11. “… You’re not putting those in my butt.”
After Christian reveals a pair of Ben Wa Balls to her, Ana lays down the law. (The balls go in her vagina instead.)
12. “Weird … but good.”
This is Ana’s description of how the Ben Wa balls feel in her vagina. It also applies to every line she delivers for the next scene, in which she quivers nervously and keeps looking down at her vagina, in which lie the balls that are making her feel weird, but good.
13. “So … this is where your knot-tying expertise came from.”
Ana says this while examining Christian’s big and fancy boat, but the way Johnson reads it, it comes across as a little bit of a burn, because Christian has just been tying a knot halfheartedly and also there are a bunch of servants on the boat that seem to do everything for him anyway.
14. “I’m Ana, but you know that already … because you said my last name.”
Ana says this to Christian’s maid, as Fifty Shades Darker flirts with implications of a romantic lead whose lifestyle is propped up by the physical and emotional labor of dozens of people, but then decides just to focus on the sex instead.
15. “Does she come here a lot?
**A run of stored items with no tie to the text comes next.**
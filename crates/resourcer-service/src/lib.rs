#[macro_use]
pub mod metrics;

pub mod cancelable;
pub mod clock;
pub mod config;
pub mod fetch;
pub mod jwt;
pub mod logging;
pub mod observable;
pub mod requests;
pub mod utils;

#[cfg(any(feature = "test", test))]
#[allow(unused)]
pub mod test;
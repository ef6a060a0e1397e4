use std::fmt;
use std::future::Future;
use std::sync::{Arc, Mutex};

use futures::FutureExt;
use futures::future::BoxFuture;
use tokio_util::sync::CancellationToken;

use crate::cancelable::{Cancelable, Canceled};
use crate::observable::Observable;

use super::{RefreshRef, RequestDriver, RequestError, RequestHandle, RequestHandler, RequestResult};

type SyncMapper<P, R> = Arc<dyn Fn(&P) -> Result<R, RequestError> + Send + Sync>;
type AsyncMapper<P, R> = Arc<dyn Fn(P) -> BoxFuture<'static, Result<R, RequestError>> + Send + Sync>;
type CancelableMapper<P, R> = Arc<dyn Fn(P) -> Cancelable<Result<R, RequestError>> + Send + Sync>;
type RefChanged<R, P> = Arc<dyn Fn(Option<&R>, Option<&P>) + Send + Sync>;

/// Maps the data of the upstream request to the reference of the downstream request.
///
/// A mapper fails with [`RequestError::Unresolvable`] when the upstream data does not lead to a
/// downstream resource.
pub enum ChainedMapper<P, R> {
    /// Maps synchronously.
    Sync(SyncMapper<P, R>),
    /// Maps with a future, which is dropped when it loses a race.
    Async(AsyncMapper<P, R>),
    /// Maps with a cancelable operation, which is canceled when it loses a race.
    Cancelable(CancelableMapper<P, R>),
}

impl<P, R> ChainedMapper<P, R> {
    pub fn sync<F>(f: F) -> Self
    where
        F: Fn(&P) -> Result<R, RequestError> + Send + Sync + 'static,
    {
        Self::Sync(Arc::new(f))
    }

    pub fn future<F, Fut>(f: F) -> Self
    where
        F: Fn(P) -> Fut + Send + Sync + 'static,
        Fut: Future<Output = Result<R, RequestError>> + Send + 'static,
    {
        Self::Async(Arc::new(move |prev| f(prev).boxed()))
    }

    pub fn cancelable<F>(f: F) -> Self
    where
        F: Fn(P) -> Cancelable<Result<R, RequestError>> + Send + Sync + 'static,
    {
        Self::Cancelable(Arc::new(f))
    }
}
//! Expiration checks for JWT-authorized references.
//!
//! Only the `exp` claim is looked at. Signatures are not verified; that is the job of whoever
//! accepts the token.

use std::cmp::Ordering;

use chrono::{DateTime, Utc};
use jsonwebtoken::{DecodingKey, Validation};
use serde::Deserialize;

use crate::requests::RequestError;

#[derive(Debug, Deserialize)]
struct Claims {
    exp: Option<i64>,
}

/// Reads the expiration time of `token`.
///
/// Returns `Ok(None)` for tokens without an `exp` claim.
pub fn jwt_expiration(token: &str) -> Result<Option<DateTime<Utc>>, RequestError> {
    let mut validation = Validation::default();
    validation.insecure_disable_signature_validation();
    validation.validate_exp = false;
    validation.validate_aud = false;
    validation.required_spec_claims.clear();

    let data = jsonwebtoken::decode::<Claims>(token, &DecodingKey::from_secret(&[]), &validation)
        .map_err(|err| RequestError::Malformed(format!("invalid token: {err}")))?;

    match data.claims.exp {
        None => Ok(None),
        Some(exp) => DateTime::from_timestamp(exp, 0)
            .map(Some)
            .ok_or_else(|| RequestError::Malformed(format!("invalid expiration {exp}"))),
    }
}

/// Whether `token` is expired at `now`.
///
/// Tokens which cannot be read count as expired. Tokens without `exp` never expire.
pub fn is_jwt_expired(token: &str, now: DateTime<Utc>) -> bool {
    match jwt_expiration(token) {
        Ok(Some(exp)) => exp <= now,
        Ok(None) => false,
        Err(_) => true,
    }
}

/// Orders tokens by how long they stay valid.
///
/// [`Ordering::Greater`] means `a` outlives `b`. Tokens without `exp` outlive every other token,
/// and unreadable tokens are outlived by every other token.
pub fn compare_jwt_lifetimes(a: &str, b: &str) -> Ordering {
    fn lifetime(token: &str) -> (u8, Option<DateTime<Utc>>) {
        match jwt_expiration(token) {
            Err(_) => (0, None),
            Ok(Some(exp)) => (1, Some(exp)),
            Ok(None) => (2, None),
        }
    }
    lifetime(a).cmp(&lifetime(b))
}

#[cfg(test)]
mod tests {
    use chrono::TimeDelta;
    use jsonwebtoken::{EncodingKey, Header};
    use serde::Serialize;

    use super::*;

    #[derive(Serialize)]
    struct TestClaims {
        sub: &'static str,
        #[serde(skip_serializing_if = "Option::is_none")]
        exp: Option<i64>,
    }

    fn token(exp: Option<DateTime<Utc>>) -> String {
        let claims = TestClaims {
            sub: "tester",
            exp: exp.map(|exp| exp.timestamp()),
        };
        jsonwebtoken::encode(
            &Header::default(),
            &claims,
            &EncodingKey::from_secret(b"not checked"),
        )
        .unwrap()
    }

    #[test]
    fn test_expiration() {
        let exp = DateTime::from_timestamp(1_700_000_000, 0).unwrap();
        assert_eq!(jwt_expiration(&token(Some(exp))), Ok(Some(exp)));
        assert_eq!(jwt_expiration(&token(None)), Ok(None));
        assert!(matches!(
            jwt_expiration("not.a.token"),
            Err(RequestError::Malformed(_))
        ));
    }

    #[test]
    fn test_is_expired() {
        let now = Utc::now();
        assert!(is_jwt_expired(&token(Some(now - TimeDelta::seconds(1))), now));
        assert!(!is_jwt_expired(&token(Some(now + TimeDelta::minutes(5))), now));
        assert!(!is_jwt_expired(&token(None), now));
        assert!(is_jwt_expired("garbage", now));
    }

    #[test]
    fn test_compare_lifetimes() {
        let now = Utc::now();
        let short = token(Some(now + TimeDelta::minutes(1)));
        let long = token(Some(now + TimeDelta::hours(1)));
        let forever = token(None);

        assert_eq!(compare_jwt_lifetimes(&long, &short), Ordering::Greater);
        assert_eq!(compare_jwt_lifetimes(&short, &long), Ordering::Less);
        assert_eq!(compare_jwt_lifetimes(&forever, &long), Ordering::Greater);
        assert_eq!(compare_jwt_lifetimes("garbage", &short), Ordering::Less);
        assert_eq!(compare_jwt_lifetimes(&short, &short), Ordering::Equal);
    }
}
use std::cmp::Ordering;
use std::fmt::Debug;

use chrono::{DateTime, Utc};

use crate::cancelable::Cancelable;

use super::RequestError;

/// The collaborator a [`RequestHandler`](super::RequestHandler) uses to actually resolve data.
///
/// Everything the handler knows about a specific kind of resource goes through this trait:
/// how to identify it, how to fetch it, which of two references to the same resource is
/// preferable, whether a reference's authorization is still valid, and how to free data once
/// nobody uses it anymore.
pub trait RequestDriver: Send + Sync + 'static {
    /// Describes *what* is wanted, possibly carrying time-bounded authorization.
    type Ref: Clone + Send + Sync + Debug + 'static;
    /// The resolved data, shared by all consumers of a request.
    type Data: Clone + Send + Sync + 'static;

    /// A stable identity for `reference`.
    ///
    /// Volatile fields such as authorization tokens must not be part of the uid: two references
    /// with the same uid denote the same resource.
    fn ref_uid(&self, reference: &Self::Ref) -> String;

    /// Starts resolving the data for `reference`.
    fn fetch(&self, reference: Self::Ref) -> Cancelable<Result<Self::Data, RequestError>>;

    /// Decides which of two references with the same uid to keep.
    ///
    /// [`Ordering::Greater`] means `a` is preferred over `b`. The default implementation
    /// considers all references equally good, which keeps the first one seen.
    fn compare_refs(&self, a: &Self::Ref, b: &Self::Ref) -> Ordering {
        let _ = (a, b);
        Ordering::Equal
    }

    /// Whether the authorization carried by `reference` is no longer usable at `now`.
    ///
    /// `now` is the server's notion of the current time.
    fn is_expired(&self, reference: &Self::Ref, now: DateTime<Utc>) -> bool {
        let _ = (reference, now);
        false
    }

    /// Frees resources held by `data` which are not released by simply dropping it.
    ///
    /// This is called exactly once for every value produced by [`fetch`](Self::fetch), after
    /// the last consumer let go of it.
    fn cleanup_data(&self, data: Self::Data) {
        drop(data);
    }
}
//! The server's notion of the current time.
//!
//! Authorization tokens expire according to the server's clock, which may drift from ours.
//! [`ServerClock`] estimates that drift with Cristian's algorithm: ask the server for its time,
//! and assume the answer was produced halfway through the round trip.

use std::fmt;
use std::sync::{Arc, Mutex};
use std::time::Duration;

use chrono::{DateTime, TimeDelta, Utc};
use futures::future::BoxFuture;
use tokio::time::Instant;

use crate::requests::RequestError;

/// How long a measured drift is trusted before it is measured again.
pub const DRIFT_TTL: Duration = Duration::from_secs(15 * 60);

/// Something that can tell the server's current time.
pub trait TimeProbe: Send + Sync {
    fn server_time(&self) -> BoxFuture<'_, Result<DateTime<Utc>, RequestError>>;
}

#[derive(Debug, Clone, Copy)]
struct Drift {
    offset: TimeDelta,
    measured_at: Instant,
}

/// A clock that follows the server's time.
///
/// Clones share the measured drift. Until [`sync`](Self::sync) succeeds the clock assumes no
/// drift at all.
#[derive(Clone, Default)]
pub struct ServerClock {
    drift: Arc<Mutex<Option<Drift>>>,
}

impl ServerClock {
    pub fn new() -> Self {
        Self::default()
    }

    /// A clock with a known offset from local time, as if it had just been measured.
    pub fn with_offset(offset: TimeDelta) -> Self {
        let clock = Self::new();
        clock.store(offset);
        clock
    }

    /// The current server time.
    pub fn now(&self) -> DateTime<Utc> {
        Utc::now() + self.offset()
    }

    /// How far the server's clock is ahead of ours.
    pub fn offset(&self) -> TimeDelta {
        self.drift
            .lock()
            .unwrap()
            .map_or_else(TimeDelta::zero, |drift| drift.offset)
    }

    fn store(&self, offset: TimeDelta) {
        *self.drift.lock().unwrap() = Some(Drift {
            offset,
            measured_at: Instant::now(),
        });
    }

    fn cached(&self) -> Option<TimeDelta> {
        let drift = (*self.drift.lock().unwrap())?;
        (drift.measured_at.elapsed() < DRIFT_TTL).then_some(drift.offset)
    }

    /// Measures the drift against `probe`, unless a recent measurement exists.
    ///
    /// If the probe fails, a zero correction is used until the next call; failed measurements
    /// are not cached.
    pub async fn sync(&self, probe: &dyn TimeProbe) -> TimeDelta {
        if let Some(offset) = self.cached() {
            return offset;
        }

        let sent_at = Utc::now();
        let started = Instant::now();
        match probe.server_time().await {
            Ok(server_time) => {
                let round_trip =
                    TimeDelta::from_std(started.elapsed()).unwrap_or_else(|_| TimeDelta::zero());
                let midpoint = sent_at + round_trip / 2;
                let offset = server_time - midpoint;
                tracing::debug!(
                    offset_ms = offset.num_milliseconds(),
                    round_trip_ms = round_trip.num_milliseconds(),
                    "Measured server clock drift"
                );
                self.store(offset);
                offset
            }
            Err(error) => {
                tracing::warn!(%error, "Failed to measure server clock drift, assuming none");
                TimeDelta::zero()
            }
        }
    }
}

impl fmt::Debug for ServerClock {
    fn fmt(&self, f: &mut fmt::Formatter<'_>) -> fmt::Result {
        f.debug_struct("ServerClock")
            .field("offset", &self.offset())
            .finish()
    }
}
Does she, um, dust in here?”
Ana says this in Christian’s infamous red room, continuing to wonder what exactly Christian’s maid does in his fancy apartment.
16. “That wasn’t a fight, that was a conversation: When somebody talks and another person listens and you resolve an issue.”
A lesson in problem-solving, from Ana to Christian, and from Dakota Johnson to us all.
17. “… Whoa.”
In a bathrobe, holding a glass of white wine, Ana reacts to the news that Christian has found a seemingly extralegal way to get her sexual-predator boss fired.
18. “I expect you to call me Ana, and I don’t expect you to fetch me coffee unless you’re getting some for yourself.”
Ana references Johnson’s mom Melanie Griffith’s famous lines from Working Girl after she’s suddenly promoted at the office. It is somehow the best written part of the film — because it comes from one that’s actually good — and an incredibly rude thing for Ana to say to her former co-worker. Why, in the year 2017, would she ever stop calling her Ana?
19. “Stop it, Taylor!”
Ana says this to Christian’s bodyguard Taylor as she walks away from Christian’s car, out into the Seattle streets for a Sia montage. She is very good at remembering people’s names.
After Christian says that he wants to marry her, Ana asks the obvious question.
21. “Umm, yeah, birthday.”
After Christian complains that his family throws him a birthday party every year, Ana, a true hero, explains how time works.
And while we can’t officially call them line readings, we’d like to give a special shout-out to every single nonverbal utterance Johnson makes during the film, including, but not limited to, “umm,” “uh-huh,” “mmhm,” “huh?,” “hrm,” and “ooh,” as well as the sound of her heavy breathing while watching Jamie Dornan work out on a pommel horse.